Insomma, Baršaj è stato un musicista a tutto tondo. Un puro, animato da una passione instancabile e da un perfezionismo che lo ha sempre naturalmente portato a lavorare come oggi non usa più, a mettere cioè in calendario giornate e giornate, quando non settimane, di prove prima di ogni concerto; a vivere la vita dell’orchestra dal di dentro, come collega di ognuno dei suoi colleghi musicisti, come autentico trascinatore capace di contagiare anche il più pigro musicista “di fila” onde desse il meglio.
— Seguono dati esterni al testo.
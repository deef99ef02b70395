// tests/e2e_http.rs
use axum::http::{Method, StatusCode};
use serde_json::json;
use tower::ServiceExt;

mod support;
use support::{
    ADMIN_TOKEN, ArticleBuilder, TestApp, assert_error_response, make_test_router, read_json,
    request,
};

#[tokio::test]
async fn health_is_ok() {
    let app = make_test_router().await;

    let resp = app
        .oneshot(request(Method::GET, "/health", None, None))
        .await
        .unwrap();

    assert_eq!(resp.status(), StatusCode::OK);
    assert_eq!(read_json(resp).await, json!({ "status": "ok" }));
}

#[tokio::test]
async fn openapi_document_is_served() {
    let app = make_test_router().await;

    let resp = app
        .oneshot(request(Method::GET, "/openapi.json", None, None))
        .await
        .unwrap();

    assert_eq!(resp.status(), StatusCode::OK);
    let doc = read_json(resp).await;
    assert!(doc["paths"]["/api/v1/articles"].is_object());
    assert!(doc["paths"]["/api/v1/contact"].is_object());
}

#[tokio::test]
async fn create_article_round_trips_over_http() {
    let app = TestApp::new();
    let router = app.router();

    let resp = router
        .clone()
        .oneshot(request(
            Method::POST,
            "/api/v1/articles",
            Some(ADMIN_TOKEN),
            Some(json!({
                "title": "GWM Tank 300 Launch",
                "content": "<p>Launch event</p>",
                "excerpt": "Launch",
                "category": "News",
                "published": 1
            })),
        ))
        .await
        .unwrap();
    assert_eq!(resp.status(), StatusCode::CREATED);
    let created = read_json(resp).await;
    assert_eq!(created["slug"], "gwm-tank-300-launch");
    assert_eq!(created["published"], 1);
    assert!(created["published_at"].is_string());

    let resp = router
        .oneshot(request(
            Method::GET,
            "/api/v1/articles/by-slug/gwm-tank-300-launch",
            None,
            None,
        ))
        .await
        .unwrap();
    assert_eq!(resp.status(), StatusCode::OK);
    assert_eq!(read_json(resp).await["id"], created["id"]);
}

#[tokio::test]
async fn update_publish_flag_and_delete() {
    let app = TestApp::new();
    app.articles.seed(ArticleBuilder::new().id(9).build());
    let router = app.router();

    let resp = router
        .clone()
        .oneshot(request(
            Method::PUT,
            "/api/v1/articles/9",
            Some(ADMIN_TOKEN),
            Some(json!({ "published": true, "featured_image_url": null })),
        ))
        .await
        .unwrap();
    assert_eq!(resp.status(), StatusCode::OK);
    let body = read_json(resp).await;
    assert_eq!(body["published"], 1);
    assert_eq!(body["slug"], "test-article");

    let resp = router
        .oneshot(request(
            Method::DELETE,
            "/api/v1/articles/9",
            Some(ADMIN_TOKEN),
            None,
        ))
        .await
        .unwrap();
    assert_eq!(resp.status(), StatusCode::OK);
    assert_eq!(read_json(resp).await, json!({ "status": "deleted" }));
    assert_eq!(app.articles.len(), 0);
}

#[tokio::test]
async fn public_article_list_is_paginated() {
    let app = TestApp::new();
    for id in 1..=3 {
        app.articles.seed(
            ArticleBuilder::new()
                .id(id)
                .slug(format!("post-{id}"))
                .published()
                .build(),
        );
    }

    let resp = app
        .router()
        .oneshot(request(
            Method::GET,
            "/api/v1/articles?page=2&page_size=2",
            None,
            None,
        ))
        .await
        .unwrap();

    assert_eq!(resp.status(), StatusCode::OK);
    let body = read_json(resp).await;
    assert_eq!(body["total"], 3);
    assert_eq!(body["page"], 2);
    assert_eq!(body["page_count"], 2);
    assert_eq!(body["items"].as_array().unwrap().len(), 1);
}

#[tokio::test]
async fn car_model_create_and_public_fetch() {
    let app = TestApp::new();
    let router = app.router();

    let resp = router
        .clone()
        .oneshot(request(
            Method::POST,
            "/api/v1/car-models",
            Some(ADMIN_TOKEN),
            Some(json!({
                "name": "Tank 300",
                "category": "SUV",
                "starting_price": 854000000,
                "colors": [{ "name": "Crystal Black", "hex_code": "#000000" }],
                "gallery": [{ "url": "https://cdn.test/uploads/g1.jpg" }],
                "published": "1"
            })),
        ))
        .await
        .unwrap();
    assert_eq!(resp.status(), StatusCode::CREATED);

    let resp = router
        .oneshot(request(
            Method::GET,
            "/api/v1/car-models/by-slug/tank-300",
            None,
            None,
        ))
        .await
        .unwrap();
    assert_eq!(resp.status(), StatusCode::OK);
    let body = read_json(resp).await;
    assert_eq!(body["published"], 1);
    assert_eq!(body["colors"][0]["hex_code"], "#000000");
    assert_eq!(body["gallery"][0]["url"], "https://cdn.test/uploads/g1.jpg");
}

#[tokio::test]
async fn homepage_save_and_read() {
    let app = TestApp::new();
    let router = app.router();

    let resp = router
        .clone()
        .oneshot(request(
            Method::PUT,
            "/api/v1/homepage",
            Some(ADMIN_TOKEN),
            Some(json!({
                "hero": { "title": "Adventure awaits" },
                "sections": [
                    { "section_type": "banner", "image_url": "https://cdn.test/b.jpg" },
                    { "section_type": "default", "content": "<p>Hello</p>", "car_model_ids": [1] }
                ]
            })),
        ))
        .await
        .unwrap();
    assert_eq!(resp.status(), StatusCode::OK);

    let resp = router
        .oneshot(request(Method::GET, "/api/v1/homepage", None, None))
        .await
        .unwrap();
    assert_eq!(resp.status(), StatusCode::OK);
    let body = read_json(resp).await;
    assert_eq!(body["hero"]["title"], "Adventure awaits");
    assert_eq!(body["sections"][0]["section_type"], "banner");
    assert_eq!(body["sections"][1]["position"], 1);
    assert_eq!(body["sections"][1]["car_model_ids"], json!([1]));
}

#[tokio::test]
async fn contact_form_is_public_but_inbox_is_not() {
    let app = TestApp::new();
    let router = app.router();

    let resp = router
        .clone()
        .oneshot(request(
            Method::POST,
            "/api/v1/contact",
            None,
            Some(json!({
                "name": "Rina",
                "email": "rina@example.com",
                "message": "Please call me back."
            })),
        ))
        .await
        .unwrap();
    assert_eq!(resp.status(), StatusCode::CREATED);
    let id = read_json(resp).await["id"].as_i64().unwrap();

    let resp = router
        .clone()
        .oneshot(request(Method::GET, "/api/v1/contact-submissions", None, None))
        .await
        .unwrap();
    assert_error_response(resp, StatusCode::UNAUTHORIZED, "Unauthorized").await;

    let resp = router
        .clone()
        .oneshot(request(
            Method::PATCH,
            &format!("/api/v1/contact-submissions/{id}"),
            Some(ADMIN_TOKEN),
            Some(json!({ "status": "read" })),
        ))
        .await
        .unwrap();
    assert_eq!(resp.status(), StatusCode::OK);
    assert_eq!(read_json(resp).await["status"], "read");

    let resp = router
        .oneshot(request(
            Method::GET,
            "/api/v1/contact-submissions?status=read",
            Some(ADMIN_TOKEN),
            None,
        ))
        .await
        .unwrap();
    assert_eq!(resp.status(), StatusCode::OK);
    assert_eq!(read_json(resp).await["total"], 1);
}

#[tokio::test]
async fn media_upload_url_and_delete() {
    let app = TestApp::new();
    let router = app.router();

    let resp = router
        .clone()
        .oneshot(request(
            Method::POST,
            "/api/v1/media/upload-url",
            Some(ADMIN_TOKEN),
            Some(json!({ "file_name": "hero.png", "file_type": "image/png" })),
        ))
        .await
        .unwrap();
    assert_eq!(resp.status(), StatusCode::OK);
    let ticket = read_json(resp).await;
    let public_url = ticket["public_url"].as_str().unwrap().to_string();
    assert!(ticket["presigned_url"].as_str().unwrap().contains("X-Amz-Signature"));

    let resp = router
        .oneshot(request(
            Method::POST,
            "/api/v1/media/delete",
            Some(ADMIN_TOKEN),
            Some(json!({ "url": public_url })),
        ))
        .await
        .unwrap();
    assert_eq!(resp.status(), StatusCode::OK);
    assert_eq!(read_json(resp).await, json!({ "success": true }));
    assert_eq!(app.storage.deleted(), vec![public_url]);
}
Lo ha sostenuto una tecnica formidabile, da vecchia scuola sovietica. E la sua musica, per quanto animata da una espressività calda, “romantica” nel senso buono (ovvero umanistico) del termine, colpisce per il nitore delle forme, delle proporzioni, degli equilibri. È stato, in tal senso, un interprete strutturalista, anche se su tale aspetto non ha mai posto l’accento con la prosopopea di certi “architetti” suoi colleghi.
Bene, di tutto ciò, come si diceva, questo cofanetto reca una testimonianza preziosissima. Variamente impaginate, si trovano diverse incisioni cameristiche del violista e molte pagine di Bach-Vivaldi-Haydn-Mozart-Beethoven eseguite con la Moscow Chamber. Ecco poi la sezione dedicata ai compositori sovietici, non solo Prokofiev e Sostakovic (con cui rimase sempre in contatto e che gli dedicò la Sinfonia n.14) ma anche Lokšin, Bunin, Krijukov; ed ecco i capisaldi del Novecento storico come Hindemith, Martinu, Bartók, Britten, Tippett, Stravinskij. Né mancano, ovviamente, le trascrizioni, a partire dalla celebre versione per orchestra da camera del Quartetto n.8 di Sostakovic. E che bella, infine, la sua Decima di Mahler.